Medh delâlet eder ki, medhedenin kalbi, mehdedilenin mülküdür. Onu irade eder. Onda iyiliğin bulunduğuna inanır. İsteğine müsahhar ve râm olur. Kalplerin elde edilmesi sevilir ve istenir. Böyle olduğunu sezmek lezzettir. Bu illetten dolayı -idareciler ve büyükler gibi- kudreti geniş, kalbini elde etmekten fayda gelecek bir kimseden övgü sâdır olduğu zaman lezzet oldukça büyür. Medhedici itibarsız olduğu veya birşeye gücü yetmeyen kimselerden ise, lezzet azalır; zira böyle bir kimsenin kalbini elde edip güç yetirmek, kıymetsiz birşeye güç yetirmektir. Bu bakımdan onun medhi ancak az bir gücün varlığına delâlet eder.

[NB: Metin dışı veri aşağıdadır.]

/*
 *  Copyright 2025-2026 Corral Maintainers
 *
 *  Licensed under the Apache License, Version 2.0 (the "License");
 *  you may not use this file except in compliance with the License.
 *  You may obtain a copy of the License at
 *
 *      http://www.apache.org/licenses/LICENSE-2.0
 *
 *  Unless required by applicable law or agreed to in writing, software
 *  distributed under the License is distributed on an "AS IS" BASIS,
 *  WITHOUT WARRANTIES OR CONDITIONS OF ANY KIND, either express or implied.
 *  See the License for the specific language governing permissions and
 *  limitations under the License.
 */

//! SQLite connection pooling.
//!
//! Corral persists everything in a single SQLite file. Connections come from a
//! `deadpool-diesel` pool and all queries run inside `interact` closures on the
//! pool's blocking threads.

use deadpool_diesel::sqlite::{Manager as SqliteManager, Pool as SqlitePool, Runtime};
use tracing::info;

use crate::error::DatabaseError;

pub type SqliteObject = deadpool::managed::Object<SqliteManager>;

/// Returns true when the URL addresses a SQLite database.
pub fn is_sqlite_url(url: &str) -> bool {
    url.starts_with("sqlite://")
        || url.starts_with("file:")
        || url.starts_with('/')
        || url.starts_with("./")
        || url.starts_with("../")
        || url == ":memory:"
        || url.ends_with(".db")
        || url.ends_with(".sqlite")
        || url.ends_with(".sqlite3")
}

#[derive(Clone)]
pub struct Database {
    pool: SqlitePool,
    url: String,
}

impl std::fmt::Debug for Database {
    fn fmt(&self, f: &mut std::fmt::Formatter<'_>) -> std::fmt::Result {
        f.debug_struct("Database").field("url", &self.url).finish()
    }
}

impl Database {
    /// Opens a pool for the given SQLite URL or path.
    ///
    /// The pool holds a single connection. SQLite serializes writers anyway and
    /// one connection keeps the pragmas set during migration in effect for
    /// every later query.
    pub fn try_new(connection_string: &str) -> Result<Self, DatabaseError> {
        if !is_sqlite_url(connection_string) {
            return Err(DatabaseError::UnsupportedBackend(
                connection_string.to_string(),
            ));
        }

        let url = Self::build_sqlite_url(connection_string);
        let manager = SqliteManager::new(url.clone(), Runtime::Tokio1);
        let sqlite_pool_size = 1;
        let pool = SqlitePool::builder(manager)
            .max_size(sqlite_pool_size)
            .build()
            .map_err(|e| DatabaseError::ConnectionPool(e.to_string()))?;

        info!(
            "SQLite connection pool initialized (size: {})",
            sqlite_pool_size
        );

        Ok(Self { pool, url })
    }

    pub fn url(&self) -> &str {
        &self.url
    }

    fn build_sqlite_url(connection_string: &str) -> String {
        if let Some(path) = connection_string.strip_prefix("sqlite://") {
            path.to_string()
        } else {
            connection_string.to_string()
        }
    }

    /// Checks a connection out of the pool.
    pub async fn get_connection(&self) -> Result<SqliteObject, DatabaseError> {
        self.pool
            .get()
            .await
            .map_err(|e| DatabaseError::ConnectionPool(e.to_string()))
    }

    /// Applies connection pragmas and any pending embedded migrations.
    pub async fn run_migrations(&self) -> Result<(), DatabaseError> {
        let conn = self.get_connection().await?;
        conn.interact(|conn| {
            use diesel::prelude::*;
            use diesel_migrations::MigrationHarness;

            // WAL lets readers proceed during writes; busy_timeout waits on locks
            diesel::sql_query("PRAGMA journal_mode=WAL;")
                .execute(conn)
                .map_err(|e| e.to_string())?;
            diesel::sql_query("PRAGMA busy_timeout=30000;")
                .execute(conn)
                .map_err(|e| e.to_string())?;

            conn.run_pending_migrations(crate::database::MIGRATIONS)
                .map(|_| ())
                .map_err(|e| e.to_string())
        })
        .await
        .map_err(|e| DatabaseError::Migration(e.to_string()))?
        .map_err(DatabaseError::Migration)?;

        info!("Database migrations applied");
        Ok(())
    }
}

Zemmin çirkin görülmesi, ferdin ondan elem duyması da bu sebeptendir. Kötüleyen, büyüklerden ise felâketi daha da büyük olur. Çünkü bununla elden kaçan fırsat daha büyüktür.

Üçüncü Sebep

Senâcının senâsı, medhedenin medhi, her dinleyenin kalbini avlamaya sebeptir. Hele medheden, sözü geçerli ve övmesine güve-nilir bir kimse ise... Bu durum, cemaat arasında vâki olan medhle ilgilidir. Bu bakımdan cemaat ne kadar fazla ise ve senâ edenin sözüne ne kadar fazla iltifat edilirse, övgü de o kadar lezzetli olur. Bu tür kötüleme de nefse o denli ağır gelir.

Dördüncü Sebep

Medh, medhi yapılanın haşmetine, medhedenin diliyle isteyerek veya istemeyerek onu övmeye mecbur olduğuna delâlet eder. Haşmet de içindeki kahır ve kudretten lezzetlidir. Bu lezzet, medheden için de söylediklerine inanmasa bile lezzetlidir. Fakat bunu belirtmeye mecbur olması, kendisi için bir nevi kahr ve istilâ demektir. Bu bakımdan böyle bir kimsenin zevki, medhedenin medhten kaçmabilmesi ve güçlü olması nisbetindedir. O halde, tevazudan ötürü övmekten kaçınan kuvvetli bir kimsenin medhinin lezzeti daha fazladır. Bu dört sebebin tümü bazen bir medhedicinin medhinde toplanır. Dolayısıyla onunla lezzetlenme oldukça büyür. Bazen de ayrılma olur. Sadece bazıları bulunur, bu takdirde zevk azalır. Kemâli sezdirmek olan birinci illete gelince, bu illet medhi yapılanın medhedenin sözünde doğru olmadığını bilmesiyle orta-dan kalkar. Nitekim soylu veya cömert veya herhangi bir ilmi bilir veya şer'î yasaklardan sakınır diye övüldüğü ve nefsinin bunların tam zıddıyla muttasıf olduğunu bildiği gibi... Böylece sebebi kemâlin sezdirmesi olan lezzet ortadan kalkar. Dilini ve kalbini istilâ lezzeti ile lezzetlerin diğer kısımları kalır. Eğer medhedenin söylediğine inanmadığını ve bu sıfatın kendisinde olmadığını an-lamışsa, kalbin üzerine istilâsı demek olan ikinci lezzet de ortadan kalkar. Övgüsüyle konuşmaya insanı mecbur ettiği büyüklük ve istilâ lezzeti ortada kalır! Eğer bu övmek korkudan değil, eğlence ve alay yoluyla geliyorsa, bütün zevkler iptal olunurlar ve burada hiç-bir zevk kalmaz. Çünkü üç sebep de ortadan kalkmıştır. İşte övgüden zevk alan, kötülemeden eziyet duyan, nefsin illet perdesini aralayan bu beyan ettiklerimizdir.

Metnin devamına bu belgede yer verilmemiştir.